─── Exercise materials

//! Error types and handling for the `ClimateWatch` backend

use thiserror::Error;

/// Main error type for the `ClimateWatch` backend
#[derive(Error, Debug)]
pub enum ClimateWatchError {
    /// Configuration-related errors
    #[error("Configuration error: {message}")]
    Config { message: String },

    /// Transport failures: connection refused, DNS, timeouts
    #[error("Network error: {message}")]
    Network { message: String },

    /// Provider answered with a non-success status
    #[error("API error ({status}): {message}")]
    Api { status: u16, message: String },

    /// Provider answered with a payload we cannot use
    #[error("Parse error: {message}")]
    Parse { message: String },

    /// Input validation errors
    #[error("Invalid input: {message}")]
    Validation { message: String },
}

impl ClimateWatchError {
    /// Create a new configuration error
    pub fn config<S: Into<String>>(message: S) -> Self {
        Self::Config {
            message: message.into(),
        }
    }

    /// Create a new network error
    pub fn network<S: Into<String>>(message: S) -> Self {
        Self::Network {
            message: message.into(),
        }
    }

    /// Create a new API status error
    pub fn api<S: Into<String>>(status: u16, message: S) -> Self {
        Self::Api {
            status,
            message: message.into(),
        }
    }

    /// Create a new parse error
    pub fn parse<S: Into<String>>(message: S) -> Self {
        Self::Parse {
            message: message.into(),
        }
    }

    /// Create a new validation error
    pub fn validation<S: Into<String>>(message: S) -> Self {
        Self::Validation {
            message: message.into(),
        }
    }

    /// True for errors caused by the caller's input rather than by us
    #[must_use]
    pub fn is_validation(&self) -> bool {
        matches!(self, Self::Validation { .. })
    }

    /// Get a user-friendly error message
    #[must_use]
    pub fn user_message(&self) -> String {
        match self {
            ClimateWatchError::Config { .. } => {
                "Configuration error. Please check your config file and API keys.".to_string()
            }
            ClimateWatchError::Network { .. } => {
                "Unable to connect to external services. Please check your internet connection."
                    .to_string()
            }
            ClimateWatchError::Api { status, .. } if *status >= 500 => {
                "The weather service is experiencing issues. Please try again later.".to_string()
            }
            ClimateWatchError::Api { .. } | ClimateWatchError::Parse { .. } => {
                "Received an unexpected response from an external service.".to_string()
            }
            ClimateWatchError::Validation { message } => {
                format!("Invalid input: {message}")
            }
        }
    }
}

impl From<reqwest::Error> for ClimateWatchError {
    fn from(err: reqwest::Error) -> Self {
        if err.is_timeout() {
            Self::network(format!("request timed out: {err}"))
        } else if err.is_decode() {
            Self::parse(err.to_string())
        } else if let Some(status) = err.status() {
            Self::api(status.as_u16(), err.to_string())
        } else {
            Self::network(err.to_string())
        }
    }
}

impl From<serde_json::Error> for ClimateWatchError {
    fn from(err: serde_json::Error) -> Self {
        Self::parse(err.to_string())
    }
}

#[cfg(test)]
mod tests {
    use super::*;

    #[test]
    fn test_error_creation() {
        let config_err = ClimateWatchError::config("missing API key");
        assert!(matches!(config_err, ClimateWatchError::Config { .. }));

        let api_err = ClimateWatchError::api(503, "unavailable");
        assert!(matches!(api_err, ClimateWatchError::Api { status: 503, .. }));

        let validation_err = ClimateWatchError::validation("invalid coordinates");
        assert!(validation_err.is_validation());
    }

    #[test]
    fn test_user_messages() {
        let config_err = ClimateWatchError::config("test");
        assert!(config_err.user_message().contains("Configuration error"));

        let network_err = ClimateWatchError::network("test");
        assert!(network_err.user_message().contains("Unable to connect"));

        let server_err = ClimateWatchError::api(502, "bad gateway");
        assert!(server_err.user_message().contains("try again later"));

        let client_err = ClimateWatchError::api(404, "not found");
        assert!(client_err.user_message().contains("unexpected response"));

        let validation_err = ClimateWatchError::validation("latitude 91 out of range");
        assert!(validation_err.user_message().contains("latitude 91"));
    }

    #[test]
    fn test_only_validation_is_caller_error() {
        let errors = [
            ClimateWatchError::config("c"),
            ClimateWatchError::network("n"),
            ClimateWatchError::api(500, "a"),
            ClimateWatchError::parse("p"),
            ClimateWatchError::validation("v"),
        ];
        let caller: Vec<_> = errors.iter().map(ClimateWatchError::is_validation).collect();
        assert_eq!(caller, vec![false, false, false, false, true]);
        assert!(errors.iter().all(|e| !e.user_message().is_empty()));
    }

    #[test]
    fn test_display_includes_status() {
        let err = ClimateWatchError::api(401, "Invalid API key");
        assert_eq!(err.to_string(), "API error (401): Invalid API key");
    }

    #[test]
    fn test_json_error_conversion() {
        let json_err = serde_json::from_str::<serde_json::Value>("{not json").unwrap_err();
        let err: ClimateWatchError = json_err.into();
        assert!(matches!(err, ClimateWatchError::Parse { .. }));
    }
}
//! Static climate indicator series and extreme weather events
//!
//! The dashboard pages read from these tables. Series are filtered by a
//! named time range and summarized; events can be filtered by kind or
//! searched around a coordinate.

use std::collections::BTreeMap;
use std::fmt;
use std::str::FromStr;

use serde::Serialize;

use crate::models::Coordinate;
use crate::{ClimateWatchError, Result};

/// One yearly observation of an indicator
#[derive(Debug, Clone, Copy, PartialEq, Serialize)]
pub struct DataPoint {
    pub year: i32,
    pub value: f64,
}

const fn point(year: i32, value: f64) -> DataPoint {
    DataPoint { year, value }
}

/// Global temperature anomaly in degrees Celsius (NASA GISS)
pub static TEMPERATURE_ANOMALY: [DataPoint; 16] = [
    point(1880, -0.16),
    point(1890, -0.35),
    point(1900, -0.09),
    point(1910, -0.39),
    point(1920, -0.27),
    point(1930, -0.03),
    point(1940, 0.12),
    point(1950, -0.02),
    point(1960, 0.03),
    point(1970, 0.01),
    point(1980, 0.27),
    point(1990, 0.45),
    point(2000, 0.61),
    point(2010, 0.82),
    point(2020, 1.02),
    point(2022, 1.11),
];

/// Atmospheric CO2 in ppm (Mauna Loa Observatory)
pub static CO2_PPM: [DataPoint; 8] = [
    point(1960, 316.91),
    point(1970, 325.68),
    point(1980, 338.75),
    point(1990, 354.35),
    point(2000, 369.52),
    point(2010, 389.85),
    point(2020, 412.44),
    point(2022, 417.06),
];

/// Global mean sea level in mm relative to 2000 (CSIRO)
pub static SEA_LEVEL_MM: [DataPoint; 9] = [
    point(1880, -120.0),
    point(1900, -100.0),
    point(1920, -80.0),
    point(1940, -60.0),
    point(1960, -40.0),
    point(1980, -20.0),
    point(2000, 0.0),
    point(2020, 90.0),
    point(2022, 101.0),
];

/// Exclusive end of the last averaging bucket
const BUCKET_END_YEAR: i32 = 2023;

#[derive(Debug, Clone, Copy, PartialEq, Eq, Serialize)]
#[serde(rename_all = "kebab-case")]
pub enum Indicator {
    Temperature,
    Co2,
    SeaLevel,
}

──────

Looking at the data above, state how many of its lines contain the word "Clone", and give nothing but that number.

2